Security Council composition
- Permanent members: China; France; Russia; United Kingdom; United States;
- Non-permanent members: Bangladesh; Colombia; Ireland; Jamaica; Mali; Mauritius; Norway; Singapore; Tunisia; Ukraine;

= United Nations Security Council Resolution 1363 =

United Nations Security Council resolution 1363, adopted unanimously on 30 July 2001, after reaffirming all resolutions on the situation in Afghanistan, including resolutions 1267 (1999) and 1333 (2000), the Council requested the Secretary-General to establish a mechanism to monitor the implementation of sanctions against the Taliban.

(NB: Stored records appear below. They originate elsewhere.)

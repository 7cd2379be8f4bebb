pub mod sanitize;
pub use sanitize::{Bounds, NumberKind, Numeric};

pub mod options;
pub use options::TerminalOptions;

pub mod terminal;
#[cfg(feature = "std")]
pub use terminal::StdTerminal;
pub use terminal::Terminal;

The Security Council determined that the situation in Afghanistan constituted a threat to international peace and security, and, acting under Chapter VII of the United Nations Charter, requested all countries to comply with previous sanctions against the Taliban, Al-Qaeda and Osama bin Laden. It requested the Secretary-General Kofi Annan to establish a mechanism within 30 days to:

(a) monitor the implementation of measures included in resolution 1267 and 1333;
(b) provide assistance to states neighbouring Afghan territory under Taliban control with regard to the implementation of the sanctions;
(c) investigate violations of the measures.

The mechanism would consist of a Monitoring Group of up to five experts based in New York City to monitor the implementation of the measures with respect to arms embargoes counter-terrorism and money laundering, and a support team under its co-ordination consisting of 15 members based in states neighbouring Afghanistan. The Monitoring Group was required to report to the Committee of the Security Council established in Resolution 1267, of which the latter would report to the Security Council.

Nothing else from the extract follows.